Raw data:
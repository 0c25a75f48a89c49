//! # Synthetic Message Generator
//!
//! Test-mode traffic source: renders valid and deliberately-invalid MT103
//! payloads on a cadence and enqueues them on the input queue. Each
//! message is valid with the configured probability; otherwise an invalid
//! variant is drawn uniformly.

use chrono::{Duration as ChronoDuration, Utc};
use rand::seq::SliceRandom;
use rand::Rng;
use std::sync::Arc;
use std::time::Duration;
use tokio_util::sync::CancellationToken;
use tracing::{debug, info, warn};
use uuid::Uuid;

use crate::config::TestModeSettings;
use crate::fields::{
    Field20, Field23B, Field32A, Field50, Field50K, Field59, Field59NoOption, Field71A,
};
use crate::headers::{ApplicationHeader, BasicHeader};
use crate::queue::MessageQueue;
use crate::state::ProcessorState;
use crate::traits::SwiftField;

const SENDER_BICS: &[&str] = &["DEUTDEFF", "CHASUS33", "MIDLGB22", "BNPAFRPP"];
const RECEIVER_BICS: &[&str] = &["BARCGB22", "CITIUS33", "INGBNL2A", "UBSWCHZH"];
const CURRENCIES: &[&str] = &["EUR", "USD", "GBP", "CHF"];
const NAMES: &[&str] = &[
    "ACME TRADING LTD",
    "GLOBEX INDUSTRIES",
    "NORTHWIND EXPORTS",
    "CONTOSO PARTNERS",
];
const STREETS: &[&str] = &[
    "1 MAIN STREET",
    "22 HARBOUR ROAD",
    "5 MARKET SQUARE",
    "18 STATION LANE",
];

/// Deliberately-broken message variants
#[derive(Debug, Clone, Copy, PartialEq, Eq)]
pub enum InvalidKind {
    MissingTransactionReference,
    InvalidAmount,
    MissingCurrency,
    InvalidBankCode,
    MissingBeneficiary,
}

const INVALID_KINDS: &[InvalidKind] = &[
    InvalidKind::MissingTransactionReference,
    InvalidKind::InvalidAmount,
    InvalidKind::MissingCurrency,
    InvalidKind::InvalidBankCode,
    InvalidKind::MissingBeneficiary,
];

/// Synthetic MT103 generator
pub struct TestMessageGenerator {
    queue: Arc<dyn MessageQueue>,
    input_queue: String,
    state: Arc<ProcessorState>,
    settings: TestModeSettings,
}

impl TestMessageGenerator {
    pub fn new(
        queue: Arc<dyn MessageQueue>,
        input_queue: String,
        state: Arc<ProcessorState>,
        settings: TestModeSettings,
    ) -> Self {
        Self {
            queue,
            input_queue,
            state,
            settings,
        }
    }

    /// Run the generation loop until shutdown; idles while test mode is off
    pub async fn run(&self, shutdown: CancellationToken) {
        let interval = Duration::from_secs(self.settings.generation_interval_seconds.max(1));
        info!(
            interval_seconds = interval.as_secs(),
            batch_size = self.settings.batch_size,
            "test message generator started"
        );
        loop {
            tokio::select! {
                _ = shutdown.cancelled() => break,
                _ = tokio::time::sleep(interval) => {}
            }
            if !self.state.test_mode_enabled() {
                continue;
            }
            for _ in 0..self.settings.batch_size {
                let payload = self.generate();
                if let Err(err) = self.queue.send(&self.input_queue, &payload).await {
                    warn!(error = %err, "generator enqueue failed");
                    break;
                }
            }
            debug!(batch = self.settings.batch_size, "generated test batch");
        }
        info!("test message generator stopped");
    }

    /// Produce one payload, valid with the configured probability
    pub fn generate(&self) -> String {
        let mut rng = rand::thread_rng();
        let valid = rng.gen_range(0u8..100) < self.settings.valid_message_percentage;
        if valid {
            self.render(None)
        } else {
            let kind = INVALID_KINDS
                .choose(&mut rng)
                .copied()
                .unwrap_or(InvalidKind::InvalidAmount);
            self.render(Some(kind))
        }
    }

    /// Render a message to wire text, optionally broken in one known way
    pub fn render(&self, invalid: Option<InvalidKind>) -> String {
        let mut rng = rand::thread_rng();

        let reference = format!(
            "TST{}",
            &Uuid::new_v4().simple().to_string()[..12].to_uppercase()
        );
        let currency = CURRENCIES.choose(&mut rng).copied().unwrap_or("EUR");
        let amount = (rng.gen_range(10.0..250_000.0f64) * 100.0).round() / 100.0;
        let value_date =
            Utc::now().date_naive() + ChronoDuration::days(rng.gen_range(-20..20));
        let sender_bic = SENDER_BICS.choose(&mut rng).copied().unwrap_or("DEUTDEFF");
        let receiver_bic = RECEIVER_BICS.choose(&mut rng).copied().unwrap_or("BARCGB22");

        let field_20 = Field20 {
            reference: reference.clone(),
        };
        let field_23b = Field23B {
            code: if matches!(invalid, Some(InvalidKind::InvalidBankCode)) {
                "XXZZ".to_string()
            } else {
                "CRED".to_string()
            },
        };
        let field_32a = Field32A {
            value_date,
            currency: currency.to_string(),
            amount: if matches!(invalid, Some(InvalidKind::InvalidAmount)) {
                -amount
            } else {
                amount
            },
        };
        let ordering = Field50::K(Field50K {
            account: Some(format!("{:08}", rng.gen_range(10_000_000u32..100_000_000))),
            name: vec![NAMES.choose(&mut rng).copied().unwrap_or(NAMES[0]).to_string()],
            address: vec![STREETS.choose(&mut rng).copied().unwrap_or(STREETS[0]).to_string()],
        });
        let beneficiary = Field59::NoOption(Field59NoOption {
            account: Some(format!("{:08}", rng.gen_range(10_000_000u32..100_000_000))),
            name: vec![NAMES.choose(&mut rng).copied().unwrap_or(NAMES[1]).to_string()],
            address: vec![STREETS.choose(&mut rng).copied().unwrap_or(STREETS[1]).to_string()],
        });
        let field_71a = Field71A {
            code: "SHA".to_string(),
        };

        let mut lines: Vec<String> = Vec::new();
        if !matches!(invalid, Some(InvalidKind::MissingTransactionReference)) {
            lines.push(field_20.to_swift_string());
        }
        lines.push(field_23b.to_swift_string());
        let field_32a_line = field_32a.to_swift_string();
        if matches!(invalid, Some(InvalidKind::MissingCurrency)) {
            lines.push(field_32a_line.replacen(currency, "", 1));
        } else {
            lines.push(field_32a_line);
        }
        lines.push(ordering.to_swift_string());
        if !matches!(invalid, Some(InvalidKind::MissingBeneficiary)) {
            lines.push(beneficiary.to_swift_string());
        }
        lines.push(field_71a.to_swift_string());

        let basic = BasicHeader {
            application_id: "F".to_string(),
            service_id: "01".to_string(),
            logical_terminal: format!("{sender_bic}AXXX"),
            session_number: "0001".to_string(),
            sequence_number: format!("{:06}", rng.gen_range(1u32..1_000_000)),
        };
        let application = ApplicationHeader {
            direction: "I".to_string(),
            message_type: "103".to_string(),
            destination_address: format!("{receiver_bic}XXXX"),
            priority: "N".to_string(),
            remainder: String::new(),
        };

        format!(
            "{{1:{}}}{{2:{}}}{{4:\n{}\n-}}",
            basic,
            application,
            lines.join("\n")
        )
    }
}

#[cfg(test)]
mod tests {
    use super::*;
    use crate::parser::SwiftParser;
    use crate::queue::InMemoryQueue;
    use crate::validation::SyntacticValidator;

    fn generator(valid_percentage: u8) -> TestMessageGenerator {
        TestMessageGenerator::new(
            Arc::new(InMemoryQueue::new()),
            "input".to_string(),
            Arc::new(ProcessorState::new(true)),
            TestModeSettings {
                enabled: true,
                generation_interval_seconds: 1,
                valid_message_percentage: valid_percentage,
                batch_size: 1,
            },
        )
    }

    #[test]
    fn test_valid_messages_parse_and_validate() {
        let generator = generator(100);
        for _ in 0..20 {
            let payload = generator.render(None);
            let parsed = SwiftParser::parse_auto(&payload).unwrap();
            let report = match &parsed {
                crate::parsed_message::ParsedSwiftMessage::MT103(m) => {
                    SyntacticValidator::validate(&m.fields)
                }
            };
            assert!(report.is_valid(), "{}", report.summary());
        }
    }

    #[test]
    fn test_missing_reference_fails_decode() {
        let generator = generator(0);
        let payload = generator.render(Some(InvalidKind::MissingTransactionReference));
        assert!(SwiftParser::parse_auto(&payload).is_err());
    }

    #[test]
    fn test_missing_beneficiary_fails_decode() {
        let generator = generator(0);
        let payload = generator.render(Some(InvalidKind::MissingBeneficiary));
        assert!(SwiftParser::parse_auto(&payload).is_err());
    }

    #[test]
    fn test_invalid_amount_fails_validation() {
        let generator = generator(0);
        let payload = generator.render(Some(InvalidKind::InvalidAmount));
        let parsed = SwiftParser::parse_auto(&payload).unwrap();
        let report = match &parsed {
            crate::parsed_message::ParsedSwiftMessage::MT103(m) => {
                SyntacticValidator::validate(&m.fields)
            }
        };
        assert!(report
            .violations
            .iter()
            .any(|v| v.field == "amount"));
    }

    #[test]
    fn test_invalid_bank_code_fails_validation() {
        let generator = generator(0);
        let payload = generator.render(Some(InvalidKind::InvalidBankCode));
        let parsed = SwiftParser::parse_auto(&payload).unwrap();
        let report = match &parsed {
            crate::parsed_message::ParsedSwiftMessage::MT103(m) => {
                SyntacticValidator::validate(&m.fields)
            }
        };
        assert!(report
            .violations
            .iter()
            .any(|v| v.field == "bankOperationCode"));
    }
}
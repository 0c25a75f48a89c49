//! # Validation
//!
//! Two orthogonal passes over a decoded MT103:
//!
//! - [`syntactic`]: SWIFT character set, grammars, lengths, BIC/currency/
//!   date/amount rules. All violations are collected, never short-circuited.
//! - [`compliance`]: business rules with severities and a pluggable
//!   sanctions hook. Runs only after the syntactic pass succeeds.

pub mod compliance;
pub mod currencies;
pub mod syntactic;

use serde::{Deserialize, Serialize};

pub use compliance::{
    ComplianceReport, ComplianceValidator, ComplianceViolation, ComplianceWarning,
    KeywordScreener, SanctionsHit, SanctionsScreener, Severity,
};
pub use syntactic::SyntacticValidator;

/// One syntactic rule violation
#[derive(Debug, Clone, PartialEq, Serialize, Deserialize)]
pub struct Violation {
    /// Field the rule applies to, in data-model naming ("amount",
    /// "orderingCustomer", ...)
    pub field: String,
    pub message: String,
}

impl Violation {
    pub fn new(field: &str, message: impl Into<String>) -> Self {
        Self {
            field: field.to_string(),
            message: message.into(),
        }
    }
}

/// Outcome of the syntactic pass; empty report = success
#[derive(Debug, Clone, Default, PartialEq, Serialize, Deserialize)]
pub struct ValidationReport {
    pub violations: Vec<Violation>,
}

impl ValidationReport {
    pub fn is_valid(&self) -> bool {
        self.violations.is_empty()
    }

    /// Joined violation text for batch error surfaces
    pub fn summary(&self) -> String {
        self.violations
            .iter()
            .map(|v| format!("{}: {}", v.field, v.message))
            .collect::<Vec<_>>()
            .join("; ")
    }

    pub(crate) fn push(&mut self, field: &str, message: impl Into<String>) {
        self.violations.push(Violation::new(field, message));
    }
}
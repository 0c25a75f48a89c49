//! Process-wide processing metrics
//!
//! One mutex-guarded object owned by the composition root and shared with
//! the status publisher. The rolling average covers the last 100
//! successful runs; throughput is measured since the metrics start time.

use chrono::{DateTime, Utc};
use serde::{Deserialize, Serialize};
use std::collections::{BTreeMap, VecDeque};
use std::sync::Mutex;
use std::time::Duration;

/// Samples kept for the rolling duration average
const ROLLING_WINDOW: usize = 100;

/// Failure classification for the per-type error counters
#[derive(
    Debug, Clone, Copy, PartialEq, Eq, PartialOrd, Ord, Serialize, Deserialize,
)]
pub enum ErrorKind {
    ParsingError,
    ValidationError,
    ValidationException,
    DatabaseError,
    UnexpectedError,
}

impl ErrorKind {
    pub fn as_str(&self) -> &'static str {
        match self {
            ErrorKind::ParsingError => "ParsingError",
            ErrorKind::ValidationError => "ValidationError",
            ErrorKind::ValidationException => "ValidationException",
            ErrorKind::DatabaseError => "DatabaseError",
            ErrorKind::UnexpectedError => "UnexpectedError",
        }
    }
}

#[derive(Debug)]
struct MetricsInner {
    total_processed: u64,
    total_failed: u64,
    durations_ms: VecDeque<f64>,
    errors_by_type: BTreeMap<ErrorKind, u64>,
    /// Completed-queue sends that failed after a successful persist
    forward_failures: u64,
    started_at: DateTime<Utc>,
    last_updated: DateTime<Utc>,
}

impl MetricsInner {
    fn new() -> Self {
        let now = Utc::now();
        Self {
            total_processed: 0,
            total_failed: 0,
            durations_ms: VecDeque::with_capacity(ROLLING_WINDOW),
            errors_by_type: BTreeMap::new(),
            forward_failures: 0,
            started_at: now,
            last_updated: now,
        }
    }
}

/// Point-in-time view of the counters
#[derive(Debug, Clone, PartialEq, Serialize, Deserialize)]
#[serde(rename_all = "camelCase")]
pub struct MetricsSnapshot {
    pub total_processed: u64,
    pub total_failed: u64,
    pub average_processing_time_ms: f64,
    pub messages_per_minute: f64,
    pub errors_by_type: BTreeMap<String, u64>,
    pub forward_failures: u64,
    pub metrics_start_time: DateTime<Utc>,
    pub last_updated: DateTime<Utc>,
}

/// Shared metrics object
#[derive(Debug)]
pub struct ProcessingMetrics {
    inner: Mutex<MetricsInner>,
}

impl Default for ProcessingMetrics {
    fn default() -> Self {
        Self::new()
    }
}

impl ProcessingMetrics {
    pub fn new() -> Self {
        Self {
            inner: Mutex::new(MetricsInner::new()),
        }
    }

    pub fn record_success(&self, duration: Duration) {
        let mut inner = self.inner.lock().expect("metrics mutex poisoned");
        inner.total_processed += 1;
        inner.durations_ms.push_back(duration.as_secs_f64() * 1000.0);
        while inner.durations_ms.len() > ROLLING_WINDOW {
            inner.durations_ms.pop_front();
        }
        inner.last_updated = Utc::now();
    }

    pub fn record_failure(&self, kind: ErrorKind) {
        let mut inner = self.inner.lock().expect("metrics mutex poisoned");
        inner.total_failed += 1;
        *inner.errors_by_type.entry(kind).or_insert(0) += 1;
        inner.last_updated = Utc::now();
    }

    pub fn record_forward_failure(&self) {
        let mut inner = self.inner.lock().expect("metrics mutex poisoned");
        inner.forward_failures += 1;
        inner.last_updated = Utc::now();
    }

    /// Zero every counter and restart the throughput clock
    pub fn reset(&self) {
        let mut inner = self.inner.lock().expect("metrics mutex poisoned");
        *inner = MetricsInner::new();
    }

    pub fn snapshot(&self) -> MetricsSnapshot {
        let inner = self.inner.lock().expect("metrics mutex poisoned");
        let average = if inner.durations_ms.is_empty() {
            0.0
        } else {
            inner.durations_ms.iter().sum::<f64>() / inner.durations_ms.len() as f64
        };
        let elapsed_minutes = (Utc::now() - inner.started_at)
            .num_milliseconds()
            .max(1) as f64
            / 60_000.0;
        MetricsSnapshot {
            total_processed: inner.total_processed,
            total_failed: inner.total_failed,
            average_processing_time_ms: average,
            messages_per_minute: inner.total_processed as f64 / elapsed_minutes,
            errors_by_type: inner
                .errors_by_type
                .iter()
                .map(|(k, v)| (k.as_str().to_string(), *v))
                .collect(),
            forward_failures: inner.forward_failures,
            metrics_start_time: inner.started_at,
            last_updated: inner.last_updated,
        }
    }
}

Task requirements:
Transcribe the lines above between the line holding "use crate::config::TestModeSettings;" and the line holding "use crate::traits::SwiftField;", inclusive, exactly as they stand and with nothing added.

Task solution:
use crate::config::TestModeSettings;
use crate::fields::{
    Field20, Field23B, Field32A, Field50, Field50K, Field59, Field59NoOption, Field71A,
};
use crate::headers::{ApplicationHeader, BasicHeader};
use crate::queue::MessageQueue;
use crate::state::ProcessorState;
use crate::traits::SwiftField;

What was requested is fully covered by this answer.